§ **Requirement**:
Your reply should consist solely of the lines from the start of the material below through the line containing "pub fn grow(&mut", reproduced exactly.

- Opening Delimiter -

//! Structural mutations: growth, compaction, and coalescing.
//!
//! All three rebuild the slot matrix wholesale — an O(rows × cols) copy per
//! structural change. Placed cells live in the arena and are untouched by
//! the copy; only slot references move.

use super::{dim, from_index, to_u32, Grid, Slot};
use crate::error::{GridError, Result};
use crate::types::{Axis, Cell, Edge};

impl Grid {
    /// Add `count` rows or columns at the given edge.
    ///
    /// Existing contents keep their logical coordinates: growing at the top
    /// or left shifts `row0` / `col0` down by `count`, growing at the
    /// bottom or right extends `row_end` / `col_end`. New positions hold
    /// the default cell. Tags are keyed by logical index and are unaffected.
    ///
    /// # Errors
    ///
    /// Returns [`GridError::InvalidArgument`] if `count` is 0 and
    /// [`GridError::OutOfRange`] if the dimension would overflow.
    pub fn grow(&mut self, edge: Edge, count: u32) -> Result<()> {
        if count < 1 {
            return Err(GridError::InvalidArgument(
                "count must be greater than 0".into(),
            ));
        }

        let rows = self.row_number();
        let cols = self.col_number();
        let shift = dim(count);

        match edge {
            Edge::Top | Edge::Bottom => {
                let new_rows = rows.checked_add(count).ok_or_else(dimension_overflow)?;
                let slots = match edge {
                    Edge::Top => {
                        self.rebuilt_slots(new_rows, cols, |r, c| Some((r.checked_sub(shift)?, c)))
                    }
                    _ => self.rebuilt_slots(new_rows, cols, |r, c| {
                        (r < dim(rows)).then_some((r, c))
                    }),
                };
                self.replace_storage(slots, new_rows, cols);
                let row0 = match edge {
                    Edge::Top => self.row0() - i64::from(count),
                    _ => self.row0(),
                };
                self.set_row_range(row0);
            }
            Edge::Left | Edge::Right => {
                let new_cols = cols.checked_add(count).ok_or_else(dimension_overflow)?;
                let slots = match edge {
                    Edge::Left => {
                        self.rebuilt_slots(rows, new_cols, |r, c| Some((r, c.checked_sub(shift)?)))
                    }
                    _ => self.rebuilt_slots(rows, new_cols, |r, c| {
                        (c < dim(cols)).then_some((r, c))
                    }),
                };
                self.replace_storage(slots, rows, new_cols);
                let col0 = match edge {
                    Edge::Left => self.col0() - i64::from(count),
                    _ => self.col0(),
                };
                self.set_col_range(col0);
            }
        }

        #[cfg(feature = "tracing")]
        tracing::debug!(
            edge = ?edge,
            count,
            rows = self.row_number(),
            cols = self.col_number(),
            "grid grown"
        );

        Ok(())
    }

    /// Remove consecutive fully-default rows or columns at the given edge.
    ///
    /// Tags attached to the removed rows/columns are dropped. Returns
    /// whether anything was removed; a boundary row/column holding at least
    /// one placed cell makes this a no-op.
    ///
    /// # Errors
    ///
    /// Returns [`GridError::Unsupported`] if the grid has no placed cells
    /// at all — compacting it would make it disappear.
    pub fn compact_edge(&mut self, edge: Edge) -> Result<bool> {
        self.refuse_if_empty()?;

        let rows = dim(self.row_number());
        let cols = dim(self.col_number());

        let count = match edge {
            Edge::Top => (0..rows).take_while(|&r| self.row_fully_default(r)).count(),
            Edge::Bottom => (0..rows)
                .rev()
                .take_while(|&r| self.row_fully_default(r))
                .count(),
            Edge::Left => (0..cols).take_while(|&c| self.col_fully_default(c)).count(),
            Edge::Right => (0..cols)
                .rev()
                .take_while(|&c| self.col_fully_default(c))
                .count(),
        };
        if count == 0 {
            return Ok(false);
        }

        match edge {
            Edge::Top => {
                let new_rows = to_u32(rows - count);
                let slots =
                    self.rebuilt_slots(new_rows, self.col_number(), |r, c| Some((r + count, c)));
                self.replace_storage(slots, new_rows, self.col_number());
                let row0 = self.row0();
                self.remove_tags_in_range(Axis::Row, row0, row0 + from_index(count));
                self.set_row_range(row0 + from_index(count));
            }
            Edge::Bottom => {
                let new_rows = to_u32(rows - count);
                let slots = self.rebuilt_slots(new_rows, self.col_number(), |r, c| Some((r, c)));
                self.replace_storage(slots, new_rows, self.col_number());
                let row_end = self.row_end();
                self.remove_tags_in_range(Axis::Row, row_end - from_index(count) + 1, row_end + 1);
                self.set_row_range(self.row0());
            }
            Edge::Left => {
                let new_cols = to_u32(cols - count);
                let slots =
                    self.rebuilt_slots(self.row_number(), new_cols, |r, c| Some((r, c + count)));
                self.replace_storage(slots, self.row_number(), new_cols);
                let col0 = self.col0();
                self.remove_tags_in_range(Axis::Column, col0, col0 + from_index(count));
                self.set_col_range(col0 + from_index(count));
            }
            Edge::Right => {
                let new_cols = to_u32(cols - count);
                let slots = self.rebuilt_slots(self.row_number(), new_cols, |r, c| Some((r, c)));
                self.replace_storage(slots, self.row_number(), new_cols);
                let col_end = self.col_end();
                self.remove_tags_in_range(
                    Axis::Column,
                    col_end - from_index(count) + 1,
                    col_end + 1,
                );
                self.set_col_range(self.col0());
            }
        }

        #[cfg(feature = "tracing")]
        tracing::debug!(edge = ?edge, removed = count, "grid compacted at edge");

        Ok(true)
    }

    /// Remove every fully-default row or column along the given axis,
    /// boundary and interior alike — a superset of [`Grid::compact_edge`]
    /// on both edges of the axis.
    ///
    /// Tags on retained rows/columns are remapped to their new logical
    /// positions; tags on removed ones are dropped. Returns whether
    /// anything was removed.
    ///
    /// # Errors
    ///
    /// Returns [`GridError::Unsupported`] if the grid has no placed cells,
    /// or if the compaction would retain nothing.
    pub fn compact_axis(&mut self, axis: Axis) -> Result<bool> {
        self.refuse_if_empty()?;

        let rows = dim(self.row_number());
        let cols = dim(self.col_number());

        let retained: Vec<usize> = match axis {
            Axis::Row => (0..rows).filter(|&r| !self.row_fully_default(r)).collect(),
            Axis::Column => (0..cols).filter(|&c| !self.col_fully_default(c)).collect(),
        };
        let Some(&first) = retained.first() else {
            return Err(GridError::Unsupported(
                "compaction would retain no rows or columns".into(),
            ));
        };

        let full = match axis {
            Axis::Row => retained.len() == rows,
            Axis::Column => retained.len() == cols,
        };
        if full {
            return Ok(false);
        }

        // Tags move with their row/column: the tag of retained index i
        // lands at the i-th logical position of the compacted grid.
        let origin = match axis {
            Axis::Row => self.row0(),
            Axis::Column => self.col0(),
        };
        let mut remapped = std::collections::HashMap::new();
        for (new_index, &old_index) in retained.iter().enumerate() {
            if let Some(tags) = self.tags_for(axis).get(&(from_index(old_index) + origin)) {
                remapped.insert(
                    from_index(new_index) + origin + from_index(first),
                    tags.clone(),
                );
            }
        }

        match axis {
            Axis::Row => {
                let new_rows = to_u32(retained.len());
                let slots = self.rebuilt_slots(new_rows, self.col_number(), |r, c| {
                    retained.get(r).map(|&old| (old, c))
                });
                self.replace_storage(slots, new_rows, self.col_number());
                *self.tags_for_mut(axis) = remapped;
                self.set_row_range(origin + from_index(first));
            }
            Axis::Column => {
                let new_cols = to_u32(retained.len());
                let slots = self.rebuilt_slots(self.row_number(), new_cols, |r, c| {
                    retained.get(c).map(|&old| (r, old))
                });
                self.replace_storage(slots, self.row_number(), new_cols);
                *self.tags_for_mut(axis) = remapped;
                self.set_col_range(origin + from_index(first));
            }
        }

        #[cfg(feature = "tracing")]
        tracing::debug!(axis = ?axis, retained = retained.len(), "grid compacted along axis");

        Ok(true)
    }

    /// Remove empty rows and columns at all four boundaries.
    ///
    /// # Errors
    ///
    /// Returns [`GridError::Unsupported`] if the grid has no placed cells.
    pub fn compact_all(&mut self) -> Result<bool> {
        let mut changed = self.compact_edge(Edge::Left)?;
        changed |= self.compact_edge(Edge::Right)?;
        changed |= self.compact_edge(Edge::Top)?;
        changed |= self.compact_edge(Edge::Bottom)?;
        Ok(changed)
    }

    /// Replace each maximal run of consecutive default positions along the
    /// given axis with a single spanning cell.
    ///
    /// Coalescing along rows scans each row for runs of default positions
    /// and covers each with one `1 × run-length` cell (and symmetrically
    /// for columns), placed through the regular placement path. This
    /// reduces the number of cells needed to represent sparse regions.
    /// Returns whether any run was coalesced.
    ///
    /// # Errors
    ///
    /// Propagates placement errors; none are expected since replacement
    /// rectangles are in bounds and default by construction.
    pub fn coalesce(&mut self, axis: Axis) -> Result<bool> {
        let rows = dim(self.row_number());
        let cols = dim(self.col_number());
        let mut coalesced = false;

        match axis {
            Axis::Row => {
                for r in 0..rows {
                    let mut c = 0;
                    while c < cols {
                        if self.slot(r, c).cell.is_some() {
                            c += 1;
                            continue;
                        }
                        let run_start = c;
                        while c < cols && self.slot(r, c).cell.is_none() {
                            c += 1;
                        }
                        let cell = Cell::new(1, to_u32(c - run_start))?;
                        self.set_cell(
                            cell,
                            from_index(r) + self.row0(),
                            from_index(run_start) + self.col0(),
                        )?;
                        coalesced = true;
                    }
                }
            }
            Axis::Column => {
                for c in 0..cols {
                    let mut r = 0;
                    while r < rows {
                        if self.slot(r, c).cell.is_some() {
                            r += 1;
                            continue;
                        }
                        let run_start = r;
                        while r < rows && self.slot(r, c).cell.is_none() {
                            r += 1;
                        }
                        let cell = Cell::new(to_u32(r - run_start), 1)?;
                        self.set_cell(
                            cell,
                            from_index(run_start) + self.row0(),
                            from_index(c) + self.col0(),
                        )?;
                        coalesced = true;
                    }
                }
            }
        }

        Ok(coalesced)
    }

    // ------------------------------------------------------------------
    // Helpers
    // ------------------------------------------------------------------

    fn refuse_if_empty(&self) -> Result<()> {
        if self.is_empty() {
            return Err(GridError::Unsupported(
                "the grid has no cells defined; compacting it would make it disappear".into(),
            ));
        }
        Ok(())
    }

    fn row_fully_default(&self, r: usize) -> bool {
        (0..dim(self.col_number())).all(|c| self.slot(r, c).cell.is_none())
    }

    fn col_fully_default(&self, c: usize) -> bool {
        (0..dim(self.row_number())).all(|r| self.slot(r, c).cell.is_none())
    }

    /// Build a fresh slot matrix of the given dimensions, pulling each new
    /// position from an old one via `source`; positions mapping to `None`
    /// become default slots.
    fn rebuilt_slots(
        &self,
        new_rows: u32,
        new_cols: u32,
        source: impl Fn(usize, usize) -> Option<(usize, usize)>,
    ) -> Vec<Slot> {
        let mut slots = Vec::with_capacity(dim(new_rows) * dim(new_cols));
        for r in 0..dim(new_rows) {
            for c in 0..dim(new_cols) {
                let slot = source(r, c).map_or_else(Slot::default, |(or, oc)| self.slot(or, oc));
                slots.push(slot);
            }
        }
        slots
    }
}

fn dimension_overflow() -> GridError {
    GridError::OutOfRange("grid dimension overflow".into())
}
//! Shared helpers for spangrid integration tests.
#![allow(dead_code)]

use spangrid::{BoundaryPolicy, Cell, Grid};

/// A grid with the same policy on all four edges.
pub fn grid_with_policy(rows: u32, cols: u32, policy: BoundaryPolicy) -> Grid {
    let mut grid = Grid::new(rows, cols).expect("valid dimensions");
    match policy {
        BoundaryPolicy::Fixed => grid.set_all_fixed(),
        BoundaryPolicy::Clipping => grid.set_all_clipping(),
        BoundaryPolicy::Grow => grid.set_all_grow(),
    }
    grid
}

/// A spanning cell carrying a marker value, so tests can tell instances
/// apart through the accessors.
pub fn marked_cell(row_span: u32, col_span: u32, marker: &str) -> Cell {
    Cell::new(row_span, col_span)
        .expect("valid spans")
        .with_value(serde_json::json!(marker))
        .expect("marker")
}

/// Count the non-default positions of the whole grid.
pub fn placed_positions(grid: &Grid) -> usize {
    let mut count = 0;
    for row in grid.row0()..=grid.row_end() {
        for col in grid.col0()..=grid.col_end() {
            if !grid.is_default(row, col).expect("in range") {
                count += 1;
            }
        }
    }
    count
}

/// Assert the full structural invariant set of a grid:
/// extent bookkeeping, anchor uniqueness, and span coverage.
pub fn assert_invariants(grid: &Grid) {
    let (row0, col0, row_end, col_end) = grid.extent();
    assert_eq!(row_end, row0 + i64::from(grid.row_number()) - 1);
    assert_eq!(col_end, col0 + i64::from(grid.col_number()) - 1);

    let mut covered = 0usize;
    for row in row0..=row_end {
        for col in col0..=col_end {
            let default = grid.is_default(row, col).expect("in range");
            let visible = grid.is_visible(row, col).expect("in range");
            if default {
                // Untouched positions hold the visible default sentinel.
                assert!(visible, "default position ({row}/{col}) must be visible");
                continue;
            }
            if !visible {
                continue;
            }
            // A visible non-default position is a cell anchor: its whole
            // rectangle must reference the same cell, lie in bounds, and
            // contain no other visible position.
            let anchor = grid.cell_at(row, col).expect("in range");
            let rows = i64::from(anchor.row_span());
            let cols = i64::from(anchor.col_span());
            assert!(row + rows - 1 <= row_end, "cell at ({row}/{col}) overruns rows");
            assert!(col + cols - 1 <= col_end, "cell at ({row}/{col}) overruns cols");
            for r in row..row + rows {
                for c in col..col + cols {
                    assert!(
                        !grid.is_default(r, c).expect("in range"),
                        "covered position ({r}/{c}) is default"
                    );
                    assert!(
                        std::ptr::eq(anchor, grid.cell_at(r, c).expect("in range")),
                        "covered position ({r}/{c}) references a different cell"
                    );
                    if (r, c) != (row, col) {
                        assert!(
                            !grid.is_visible(r, c).expect("in range"),
                            "non-anchor position ({r}/{c}) is visible"
                        );
                    }
                }
            }
            covered += usize::try_from(rows * cols).expect("positive spans");
        }
    }
    assert_eq!(
        covered,
        placed_positions(grid),
        "anchored rectangles must cover every placed position exactly once"
    );
}
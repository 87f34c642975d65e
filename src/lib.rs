//! spangrid - a resizable 2D grid of spanning cells
//!
//! An in-process mutable grid structure for assembling table-shaped data
//! before handing it to a renderer:
//! - cells spanning multiple rows and columns, with overlap detection
//! - per-edge boundary policies (fixed, clipping, auto-grow)
//! - logical coordinates that may be negative and shift as the grid grows
//! - row/column compaction and default-run coalescing
//! - row/column tags that survive growth and follow compaction
//!
//! Renderers consume the grid purely through its read accessors
//! ([`Grid::cell_at`], [`Grid::is_visible`], [`Grid::is_default`],
//! [`Grid::extent`]); the crate defines no output format of its own.
//!
//! # Usage
//!
//! ```
//! use spangrid::{Axis, Cell, Edge, BoundaryPolicy, Grid};
//!
//! let mut grid = Grid::new(4, 4)?;
//! grid.set_boundary_policy(Edge::Right, BoundaryPolicy::Grow);
//!
//! let mut header = Cell::new(1, 6)?;
//! header.set_value(serde_json::json!("Report"))?;
//!
//! // The right edge grows by 2 columns to accommodate the span.
//! let placed = grid.set_cell(header, 0, 0)?.unwrap();
//! assert_eq!(placed.col_end, 5);
//! assert_eq!(grid.col_end(), 5);
//!
//! // Cover the remaining default positions with spanning filler cells.
//! grid.coalesce(Axis::Row)?;
//! # Ok::<(), spangrid::GridError>(())
//! ```

pub mod error;
pub mod grid;
pub mod types;

pub use error::{GridError, Result};
pub use grid::{Grid, DEFAULT_GRID_SIZE};
pub use types::*;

- Closing Delimiter -

§ **Result of the exercise**:
//! Structural mutations: growth, compaction, and coalescing.
//!
//! All three rebuild the slot matrix wholesale — an O(rows × cols) copy per
//! structural change. Placed cells live in the arena and are untouched by
//! the copy; only slot references move.

use super::{dim, from_index, to_u32, Grid, Slot};
use crate::error::{GridError, Result};
use crate::types::{Axis, Cell, Edge};

impl Grid {
    /// Add `count` rows or columns at the given edge.
    ///
    /// Existing contents keep their logical coordinates: growing at the top
    /// or left shifts `row0` / `col0` down by `count`, growing at the
    /// bottom or right extends `row_end` / `col_end`. New positions hold
    /// the default cell. Tags are keyed by logical index and are unaffected.
    ///
    /// # Errors
    ///
    /// Returns [`GridError::InvalidArgument`] if `count` is 0 and
    /// [`GridError::OutOfRange`] if the dimension would overflow.
    pub fn grow(&mut self, edge: Edge, count: u32) -> Result<()> {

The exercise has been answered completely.